"Poor Poll" is a poem written by Robert Bridges in 1921, and first collected in his book New Verse (1925).  The poem is the first example of Bridges' Neo-Miltonic Syllabics.

"Poor Poll" was composed at the same time as T. S. Eliot was writing The Waste Land. Both Eliot and Bridges were searching for a medium which would allow the incorporation of a wide variety of material, including phrases in foreign languages. Bridges wrote in a later essay,  "It was partly this wish for liberty to use various tongues that made me address my first experiment to a parrot, but partly also my wish to discover how a low setting of scene and diction would stand; because one of the main limitations of English verse is that its accentual (dot and go one) bumping is apt to make ordinary words ridiculous"

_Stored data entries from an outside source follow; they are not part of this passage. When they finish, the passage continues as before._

//! Ball entities: components, spawning, and the physics bundle.
//!
//! Balls are created once at scene setup — one per staging slot — and are
//! never despawned.  Falling off the lane or finishing a round repositions
//! them in place.  Scoring bookkeeping lives in [`PassState`]; the systems
//! that mutate it are in [`crate::scoring`] and [`crate::throw`].

use crate::config::GameConfig;
use crate::constants::BALL_SPAWN_SLOTS;
use crate::lane::LaneOrigin;
use bevy::prelude::*;
use bevy_rapier3d::prelude::*;

// ── Components ────────────────────────────────────────────────────────────────

/// A throwable ball.  `spawn` is the slot this ball rests in and returns to;
/// every scoring threshold is measured against it.
#[derive(Component, Debug, Clone, Copy)]
pub struct Ball {
    /// World-space staging slot this ball belongs to.
    pub spawn: Vec3,
    /// Collider radius.
    pub radius: f32,
}

/// Per-pass scoring bookkeeping.
///
/// A "pass" runs from leaving the starting area until the next return to it.
/// `has_scored` latches after the first hole of a pass and is cleared only by
/// the three re-arm paths: grab, return-to-start transition, out-of-bounds
/// reset.
#[derive(Component, Debug, Default, Clone, Copy)]
pub struct PassState {
    pub has_scored: bool,
    pub in_start_area: bool,
}

/// Rate limiter for bounce sounds; `last_play` is in seconds of app time.
#[derive(Component, Debug, Default, Clone, Copy)]
pub struct BounceCooldown {
    pub last_play: f32,
}

// ── Spawn ─────────────────────────────────────────────────────────────────────

/// Spawn one ball per staging slot with the full dynamic-body bundle.
///
/// `Ccd` stays enabled for the ball's whole lifetime: a hard throw can cross
/// a wall's thickness in a single step otherwise.
pub fn spawn_balls(mut commands: Commands, config: Res<GameConfig>, origin: Res<LaneOrigin>) {
    for slot in BALL_SPAWN_SLOTS.iter() {
        let spawn = origin.0 + Vec3::from(*slot);
        commands.spawn((
            Ball {
                spawn,
                radius: config.ball_radius,
            },
            PassState {
                has_scored: false,
                in_start_area: true,
            },
            BounceCooldown::default(),
            // Physics
            RigidBody::Dynamic,
            Collider::ball(config.ball_radius),
            ColliderMassProperties::Mass(config.ball_mass),
            Restitution::coefficient(config.ball_restitution),
            Friction::coefficient(config.ball_friction),
            Ccd::enabled(),
            Velocity::zero(),
            ActiveEvents::CONTACT_FORCE_EVENTS,
            // Transform / visibility
            Transform::from_translation(spawn),
            Visibility::default(),
        ));
    }

    info!("Spawned {} balls", BALL_SPAWN_SLOTS.len());
}

/// Return a ball to its staging slot: teleport (with the given jitter), stop
/// all motion, restore dynamic simulation, and re-arm scoring.
///
/// Shared by the out-of-bounds reset and the round start/reset paths.  The
/// jitter is applied to the slot position itself, so repeated resets never
/// accumulate offset.
pub fn reset_ball(
    ball: &Ball,
    jitter: Vec2,
    transform: &mut Transform,
    velocity: &mut Velocity,
    pass: &mut PassState,
) {
    transform.translation = ball.spawn + Vec3::new(jitter.x, 0.0, jitter.y);
    transform.rotation = Quat::IDENTITY;
    velocity.linvel = Vec3::ZERO;
    velocity.angvel = Vec3::ZERO;
    pass.has_scored = false;
    pass.in_start_area = true;
}

#[cfg(test)]
mod tests {
    use super::*;

    fn test_ball() -> Ball {
        Ball {
            spawn: Vec3::new(0.0, 1.5, 0.6),
            radius: 0.13,
        }
    }

    /// Resetting twice in a row must not compound jitter or leave residual
    /// velocity — the reset always restarts from the spawn slot.
    #[test]
    fn double_reset_does_not_compound() {
        let ball = test_ball();
        let mut transform = Transform::from_xyz(5.0, -3.0, 9.0);
        let mut velocity = Velocity {
            linvel: Vec3::new(4.0, -9.0, 12.0),
            angvel: Vec3::splat(3.0),
        };
        let mut pass = PassState {
            has_scored: true,
            in_start_area: false,
        };

        reset_ball(&ball, Vec2::new(0.2, -0.2), &mut transform, &mut velocity, &mut pass);
        reset_ball(&ball, Vec2::new(0.15, 0.1), &mut transform, &mut velocity, &mut pass);

        let offset = transform.translation - ball.spawn;
        assert!(offset.x.abs() <= 0.2 && offset.z.abs() <= 0.2);
        assert_eq!(offset.y, 0.0);
        assert_eq!(velocity.linvel, Vec3::ZERO);
        assert_eq!(velocity.angvel, Vec3::ZERO);
        assert!(!pass.has_scored);
        assert!(pass.in_start_area);
    }
}
//! Rendering systems: ball visuals and the in-round HUD.
//!
//! ## System Responsibilities
//!
//! | System                     | Schedule            | Purpose                       |
//! |----------------------------|---------------------|-------------------------------|
//! | `attach_ball_mesh_system`  | Update              | Give new balls a sphere mesh  |
//! | `setup_hud`                | `OnEnter(Playing)`  | Spawn timer + score overlay   |
//! | `cleanup_hud`              | `OnExit(Playing)`   | Despawn the overlay           |
//! | `hud_timer_system`         | Update / in Playing | Refresh the countdown text    |
//! | `hud_score_system`         | Update / in Playing | Refresh the score text        |

use crate::ball::Ball;
use crate::round::{RoundTimer, ScoreStats};
use bevy::prelude::*;

// ── Component markers ─────────────────────────────────────────────────────────

/// Root node of the in-round HUD; despawned on `OnExit(Playing)`.
#[derive(Component)]
pub struct HudRoot;

/// Tags the countdown text.
#[derive(Component)]
pub struct TimerText;

/// Tags the running-score text.
#[derive(Component)]
pub struct ScoreText;

// ── Ball visuals ──────────────────────────────────────────────────────────────

/// Attach a sphere mesh to every newly spawned ball.
///
/// Uses [`Added<Ball>`] so this only executes for entities that appeared
/// since the previous frame — balls are spawned once and keep their mesh for
/// the life of the app.
pub fn attach_ball_mesh_system(
    mut commands: Commands,
    query: Query<(Entity, &Ball), Added<Ball>>,
    mut meshes: ResMut<Assets<Mesh>>,
    mut materials: ResMut<Assets<StandardMaterial>>,
) {
    for (entity, ball) in query.iter() {
        commands.entity(entity).insert((
            Mesh3d(meshes.add(Sphere::new(ball.radius))),
            MeshMaterial3d(materials.add(StandardMaterial {
                base_color: Color::srgb(0.204, 0.286, 0.369),
                perceptual_roughness: 0.4,
                ..default()
            })),
        ));
    }
}

// ── HUD ───────────────────────────────────────────────────────────────────────

fn timer_color() -> Color {
    Color::srgb(0.98, 0.83, 0.25)
}
fn hint_color() -> Color {
    Color::srgb(0.55, 0.55, 0.65)
}

/// Spawn the in-round overlay: countdown top-centre, score top-left, and a
/// small mute hint top-right.
pub fn setup_hud(mut commands: Commands) {
    commands
        .spawn((
            Node {
                width: Val::Percent(100.0),
                height: Val::Percent(100.0),
                position_type: PositionType::Absolute,
                ..default()
            },
            HudRoot,
        ))
        .with_children(|root| {
            root.spawn((
                Node {
                    position_type: PositionType::Absolute,
                    top: Val::Px(16.0),
                    left: Val::Percent(50.0),
                    ..default()
                },
                Text::new("30s"),
                TextFont {
                    font_size: 44.0,
                    ..default()
                },
                TextColor(timer_color()),
                TimerText,
            ));
            root.spawn((
                Node {
                    position_type: PositionType::Absolute,
                    top: Val::Px(16.0),
                    left: Val::Px(16.0),
                    ..default()
                },
                Text::new("0"),
                TextFont {
                    font_size: 44.0,
                    ..default()
                },
                TextColor(timer_color()),
                ScoreText,
            ));
            root.spawn((
                Node {
                    position_type: PositionType::Absolute,
                    top: Val::Px(16.0),
                    right: Val::Px(16.0),
                    ..default()
                },
                Text::new("M mute  ·  , music"),
                TextFont {
                    font_size: 16.0,
                    ..default()
                },
                TextColor(hint_color()),
            ));
        });
}

pub fn cleanup_hud(mut commands: Commands, roots: Query<Entity, With<HudRoot>>) {
    for entity in roots.iter() {
        commands.entity(entity).despawn();
    }
}

/// Refresh the countdown text (whole seconds, rounded up so "1s" is shown
/// until the round actually ends).
pub fn hud_timer_system(timer: Res<RoundTimer>, mut texts: Query<&mut Text, With<TimerText>>) {
    let Ok(mut text) = texts.single_mut() else {
        return;
    };
    text.0 = format!("{}s", timer.remaining.ceil() as u32);
}

/// Refresh the running total.
pub fn hud_score_system(stats: Res<ScoreStats>, mut texts: Query<&mut Text, With<ScoreText>>) {
    if !stats.is_changed() {
        return;
    }
    let Ok(mut text) = texts.single_mut() else {
        return;
    };
    text.0 = stats.total.to_string();
}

It has been suggested that Bridges' poem was a conscious parody of Eliot's. Like The Waste Land, Poor Poll includes many classical allusions and phrases in foreign languages (including French, German, Latin, and Ancient Greek). Also like Eliot's work, Bridges' was published with a set of footnotes supplied by the poet. Bridges' footnotes are headed "Metrical Elucidations", and offer advice on the poem's scansion as well as explaining some of the allusions.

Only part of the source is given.